Recepción y juicio: una nueva forma de comprender
Los descubrimientos fueron recibidos de buena forma en un primer momento, inclusive el cardenal Barberini, futuro Papa urbano VIII le escribió una carta de felicitación y un poema. Galileo profundizo sus investigaciones: estudió las fases lunares, analizo las manchas solares y concluyo que los planetas no producían luz sino que la reflejaban (hasta entonces se creía que los planetas eran estrellas móviles, planeta en griego significa justamente errante). Pero no se detuvo allí, tiró por la borda las antiguas concepciones aristotélicas sobre los objetos flotantes y el peso. Trajo consigo la novedosa idea de que la ciencia debía explicar los hechos.

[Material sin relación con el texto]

//! Error-Rate Statistics — normal quantiles and binomial intervals
//!
//! Statistical helpers for Monte Carlo error counting: the inverse
//! standard normal CDF (to turn a confidence level into a critical
//! value), the Wilson score interval (well-behaved for extreme
//! proportions and small counts, unlike the plain normal approximation),
//! and the Gaussian tail function Q(x) for theoretical reference curves.

/// Wilson score interval around an observed proportion.
#[derive(Debug, Clone, Copy, PartialEq)]
pub struct WilsonInterval {
    /// Lower bound, clamped to 0.
    pub lo: f64,
    /// Upper bound, clamped to 1.
    pub hi: f64,
    /// Interval half-width before clamping.
    pub half: f64,
}

/// Inverse standard normal CDF via Acklam's rational approximation.
///
/// Accurate to about 1.15e-9 over the open unit interval; returns NaN
/// for `p` outside (0, 1).
pub fn inv_norm_cdf(p: f64) -> f64 {
    if p <= 0.0 || p >= 1.0 {
        return f64::NAN;
    }

    const A: [f64; 6] = [
        -39.69683028665376,
        220.9460984245205,
        -275.9285104469687,
        138.3577518672690,
        -30.66479806614716,
        2.506628277459239,
    ];
    const B: [f64; 5] = [
        -54.47609879822406,
        161.5858368580409,
        -155.6989798598866,
        66.80131188771972,
        -13.28068155288572,
    ];
    const C: [f64; 6] = [
        -7.784894002430293e-03,
        -3.223964580411365e-01,
        -2.400758277161838,
        -2.549732539343734,
        4.374664141464968,
        2.938163982698783,
    ];
    const D: [f64; 4] = [
        7.784695709041462e-03,
        3.224671290700398e-01,
        2.445134137142996,
        3.754408661907416,
    ];
    const P_LOW: f64 = 0.02425;
    const P_HIGH: f64 = 1.0 - P_LOW;

    if p < P_LOW {
        let q = (-2.0 * p.ln()).sqrt();
        (((((C[0] * q + C[1]) * q + C[2]) * q + C[3]) * q + C[4]) * q + C[5])
            / ((((D[0] * q + D[1]) * q + D[2]) * q + D[3]) * q + 1.0)
    } else if p > P_HIGH {
        let q = (-2.0 * (1.0 - p).ln()).sqrt();
        -(((((C[0] * q + C[1]) * q + C[2]) * q + C[3]) * q + C[4]) * q + C[5])
            / ((((D[0] * q + D[1]) * q + D[2]) * q + D[3]) * q + 1.0)
    } else {
        let q = p - 0.5;
        let r = q * q;
        (((((A[0] * r + A[1]) * r + A[2]) * r + A[3]) * r + A[4]) * r + A[5]) * q
            / (((((B[0] * r + B[1]) * r + B[2]) * r + B[3]) * r + B[4]) * r + 1.0)
    }
}

/// Wilson score interval for `errs` successes in `bits` trials at
/// critical value `z`. Zero trials yield the full unit interval.
pub fn wilson_interval(errs: u64, bits: u64, z: f64) -> WilsonInterval {
    if bits == 0 {
        return WilsonInterval {
            lo: 0.0,
            hi: 1.0,
            half: 0.5,
        };
    }
    let n = bits as f64;
    let p = errs as f64 / n;
    let z2 = z * z;
    let denom = 1.0 + z2 / n;
    let center = (p + z2 / (2.0 * n)) / denom;
    let half = z * ((p * (1.0 - p)) / n + z2 / (4.0 * n * n)).sqrt() / denom;
    WilsonInterval {
        lo: (center - half).max(0.0),
        hi: (center + half).min(1.0),
        half,
    }
}

/// Gaussian tail function Q(x) = 0.5·erfc(x/√2).
pub fn q_function(x: f64) -> f64 {
    0.5 * erfc(x / std::f64::consts::SQRT_2)
}

/// Complementary error function, Abramowitz & Stegun 7.1.26.
fn erfc(x: f64) -> f64 {
    let t = 1.0 / (1.0 + 0.3275911 * x.abs());
    let poly = t
        * (0.254829592
            + t * (-0.284496736 + t * (1.421413741 + t * (-1.453152027 + t * 1.061405429))));
    let result = poly * (-x * x).exp();
    if x >= 0.0 {
        result
    } else {
        2.0 - result
    }
}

Sin embargo, las cosas comenzaron a complicarse, frente a una objeción de la duquesa Cristina de Lorena, basada en las sagradas escrituras, Galileo respondió en una carta abierta que las mismas no se debían tomar de forma literal ya que ellas al igual que la naturaleza provienen de dios, y dios le había otorgado la razón al hombre para comprenderla. La Iglesia temerosa de un nuevo Lutero, cambió su actitud hacia Galileo. Tal fue el temor que despertó que el obispo de Fiésole ordenó el encarcelamiento de Copérnico que para su suerte había muerto setenta años antes. En 1616 se censuró el libro de Copérnico, y se buscó desacreditar el telescopio de Galileo. Se dijo que un artefacto construido en el mundo sublunar (imperfecto) no servía para entender el supralunar (perfecto), incluso sectores de la iglesia llegaron a afirmar que si dios hubiese querido que los hombres tengan un instrumento semejante para observar, simplemente hubiera otorgado tal poder a su visión. Galileo no se amedrentó y siguió produciendo descubrimientos, inclusive publicó Diálogos un libro donde discutían un representante de cada teoría y en el cual el defensor del sistema aristotélico-ptolemaico oportunamente llamado “Simplicio” quedaba ridiculizado. En 1633 es llevado a Roma para afrontar su juicio. Galileo temeroso de morir en la hoguera, como Giordano Bruno, es obligado a retractarse. El papa lo condenó a prisión domiciliaria de por vida, una vez escuchada su sentencia, Galileo declaró: “eppur si muove” (y sin embargo se mueve).
En prisión se las ingeniaría para escribir su última gran obra diálogos y demostraciones en torno a dos nuevas ciencias, estas dos eran la resistencia de los materiales y la dinámica, con la ley de caída libre y su aplicación a la trayectoria de los proyectiles. En 1992, la comisión que encargó Juan Pablo II, para la revisión del juicio y la disputa teórica, concluyó que Galileo no tenía suficientes elementos probatorios para el heliocentrismo y reivindico el proceder de la Iglesia. Por suerte, hombres más interesados en el conocimiento ubicaron a Galileo Galilei en el lugar que un genio de su talla merece.